**TASK OBJECTIVE:** Filter the listing below down to the lines containing the word "LlmResponse".
___ SOURCE INFORMATION
//! LLM integration crate for faqgate.
//!
//! Provides a provider-agnostic abstraction over text-completion services.
//! The resolution engine uses it to generate answers for questions the
//! cache cannot serve.
//!
//! # Providers
//! - **OpenRouter**: hosted OpenAI-compatible chat completions (default)
//! - **Ollama**: local LLM runtime
//!
//! # Example
//! ```no_run
//! use faqgate_llm::{LlmClient, LlmRequest, OllamaClient};
//! use std::time::Duration;
//!
//! # async fn example() -> Result<(), Box<dyn std::error::Error>> {
//! let client = OllamaClient::with_base_url("http://localhost:11434", Duration::from_secs(60));
//! let request = LlmRequest::new("How do I export data?", "llama3.2");
//! let response = client.complete(&request).await?;
//! println!("{}", response.content);
//! # Ok(())
//! # }
//! ```

pub mod client;
pub mod factory;
pub mod providers;
pub mod types;

// Re-export main types
pub use client::{LlmClient, LlmRequest, LlmResponse, LlmUsage};
pub use factory::create_client;
pub use providers::{OllamaClient, OpenRouterClient};
pub use types::ProviderType;
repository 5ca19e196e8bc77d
//! Concrete embedding providers.

pub mod ollama;
pub mod trigram;

pub use ollama::OllamaProvider;
pub use trigram::TrigramProvider;
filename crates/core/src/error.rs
//! Error types for faqgate.
//!
//! This module defines a unified error enum covering configuration, I/O,
//! provider, storage and resolution errors.

use thiserror::Error;

/// Unified error type for faqgate.
///
/// All fallible functions return `Result<T, AppError>`.
/// We never panic; errors must be represented and propagated.
#[derive(Error, Debug)]
pub enum AppError {
    /// Configuration-related errors
    #[error("Configuration error: {0}")]
    Config(String),

    /// I/O and filesystem errors
    #[error("I/O error: {0}")]
    Io(#[from] std::io::Error),

    /// LLM provider errors
    #[error("LLM error: {0}")]
    Llm(String),

    /// Embedding provider errors
    #[error("Embedding error: {0}")]
    Embedding(String),

    /// Persistence errors other than raw I/O
    #[error("Storage error: {0}")]
    Storage(String),

    /// Prompt template errors
    #[error("Prompt error: {0}")]
    Prompt(String),

    /// Serialization/deserialization errors
    #[error("Serialization error: {0}")]
    Serialization(String),

    /// The question was empty after trimming whitespace
    #[error("Question is empty")]
    EmptyInput,

    /// A required field of an admin request was empty or missing
    #[error("Missing required field: {0}")]
    MissingField(&'static str),

    /// The query could not be embedded; fatal to the request
    #[error("Embedding unavailable: {0}")]
    EmbeddingUnavailable(String),

    /// Answer generation produced no usable content
    #[error("Generation failed: {0}")]
    GenerationFailed(String),

    /// Generic errors
    #[error("{0}")]
    Other(String),
}

impl From<serde_json::Error> for AppError {
    fn from(err: serde_json::Error) -> Self {
        AppError::Serialization(err.to_string())
    }
}

impl From<serde_yaml::Error> for AppError {
    fn from(err: serde_yaml::Error) -> Self {
        AppError::Serialization(err.to_string())
    }
}

/// Convenience type alias for Results with AppError.
pub type AppResult<T> = Result<T, AppError>;

#[cfg(test)]
mod tests {
    use super::*;

    #[test]
    fn test_missing_field_message() {
        let err = AppError::MissingField("answer");
        assert_eq!(err.to_string(), "Missing required field: answer");
    }

    #[test]
    fn test_from_serde_json() {
        let parse_err = serde_json::from_str::<Vec<u32>>("not json").unwrap_err();
        let err: AppError = parse_err.into();
        assert!(matches!(err, AppError::Serialization(_)));
    }
}
//! Completion client seam used by the answer generator.

use faqgate_core::AppResult;

/// One prompt for one model. The rendered prompt already carries any
/// instructions, so there is no separate system message.
#[derive(Debug, Clone, PartialEq)]
pub struct LlmRequest {
    pub prompt: String,
    pub model: String,
}

impl LlmRequest {
    pub fn new(prompt: impl Into<String>, model: impl Into<String>) -> Self {
        Self {
            prompt: prompt.into(),
            model: model.into(),
        }
    }
}

/// Raw completion text and the model that produced it.
#[derive(Debug, Clone)]
pub struct LlmResponse {
    /// Untrimmed; may be empty
    pub content: String,
    pub model: String,
    pub usage: LlmUsage,
}

/// Token counts as reported by the provider; zero when it reports none.
#[derive(Debug, Clone, Copy, Default, PartialEq, Eq)]
pub struct LlmUsage {
    pub prompt_tokens: u32,
    pub completion_tokens: u32,
    pub total_tokens: u32,
}

impl LlmUsage {
    pub fn new(prompt_tokens: u32, completion_tokens: u32) -> Self {
        Self {
            prompt_tokens,
            completion_tokens,
            total_tokens: prompt_tokens.saturating_add(completion_tokens),
        }
    }
}

/// A text-completion service.
///
/// Transport failures and non-success statuses are `AppError::Llm`.
#[async_trait::async_trait]
pub trait LlmClient: Send + Sync {
    fn provider_name(&self) -> &str;

    async fn complete(&self, request: &LlmRequest) -> AppResult<LlmResponse>;
}
//! Resolution with the embedder and threshold a fresh install gets.

use super::support::ScriptedGenerator;
use crate::config::ResolverConfig;
use crate::embeddings::{create_provider, EmbeddingConfig};
use crate::engine::ResolutionEngine;
use crate::repository::FaqRepository;
use crate::storage::{MemoryStore, BASE_SET};
use crate::types::AnswerSource;
use faqgate_core::AppConfig;
use serde_json::json;
use std::sync::Arc;

async fn default_engine(generator: ScriptedGenerator) -> ResolutionEngine {
    let app = AppConfig::default();
    let store = MemoryStore::with_sets([(
        BASE_SET.to_string(),
        vec![
            json!({"question": "How do I reset my password?", "answer": "Click 'forgot password'."}),
            json!({"question": "How do I change my billing plan?", "answer": "Open Billing and pick a plan."}),
        ],
    )]);

    let embedder = create_provider(&EmbeddingConfig::from_app_config(&app))
        .await
        .unwrap();
    assert_eq!(embedder.provider_name(), "trigram");

    ResolutionEngine::new(
        Arc::new(FaqRepository::new(Arc::new(store))),
        embedder,
        Arc::new(generator),
        ResolverConfig::from_app_config(&app),
    )
    .await
    .unwrap()
}

#[tokio::test]
async fn test_paraphrase_hits_cache_with_default_embedder() {
    let generator = ScriptedGenerator::failing();
    let prompts = generator.prompts();
    let engine = default_engine(generator).await;

    let resolution = engine.resolve("I forgot my password").await.unwrap();

    assert_eq!(resolution.source, AnswerSource::Cache);
    assert_eq!(resolution.answer, "Click 'forgot password'.");
    assert!(resolution.score.unwrap() >= engine.config().similarity_threshold);
    assert!(prompts.lock().unwrap().is_empty());
}

#[tokio::test]
async fn test_unrelated_question_misses_with_default_embedder() {
    let engine = default_engine(ScriptedGenerator::failing()).await;

    let resolution = engine.resolve("Where can I download invoices?").await.unwrap();

    assert_eq!(resolution.source, AnswerSource::Deferred);
    assert_eq!(engine.list_pending().len(), 1);
}
//! Answer generation collaborator.
//!
//! Every kind of generation trouble (transport error, non-success status,
//! structurally empty response) collapses into `AppError::GenerationFailed`.

use faqgate_core::{AppError, AppResult};
use faqgate_llm::{LlmClient, LlmRequest};
use std::sync::Arc;

/// Produces an answer for a rendered prompt.
#[async_trait::async_trait]
pub trait AnswerGenerator: Send + Sync {
    async fn complete(&self, prompt: &str) -> AppResult<String>;
}

/// [`AnswerGenerator`] backed by an LLM completion client.
pub struct LlmGenerator {
    client: Arc<dyn LlmClient>,
    model: String,
}

impl LlmGenerator {
    pub fn new(client: Arc<dyn LlmClient>, model: impl Into<String>) -> Self {
        Self {
            client,
            model: model.into(),
        }
    }
}

#[async_trait::async_trait]
impl AnswerGenerator for LlmGenerator {
    async fn complete(&self, prompt: &str) -> AppResult<String> {
        let request = LlmRequest::new(prompt, &self.model);

        let response = self.client.complete(&request).await.map_err(|e| {
            tracing::warn!(
                provider = self.client.provider_name(),
                "Generation request failed: {}",
                e
            );
            AppError::GenerationFailed(e.to_string())
        })?;

        let content = response.content.trim();
        if content.is_empty() {
            return Err(AppError::GenerationFailed(format!(
                "{} returned an empty answer",
                self.client.provider_name()
            )));
        }

        tracing::debug!(
            model = %response.model,
            tokens = response.usage.total_tokens,
            "Generated answer"
        );
        Ok(content.to_string())
    }
}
______
**ANSWER BOX:**
pub use client::{LlmClient, LlmRequest, LlmResponse, LlmUsage};
pub struct LlmResponse {
    async fn complete(&self, request: &LlmRequest) -> AppResult<LlmResponse>;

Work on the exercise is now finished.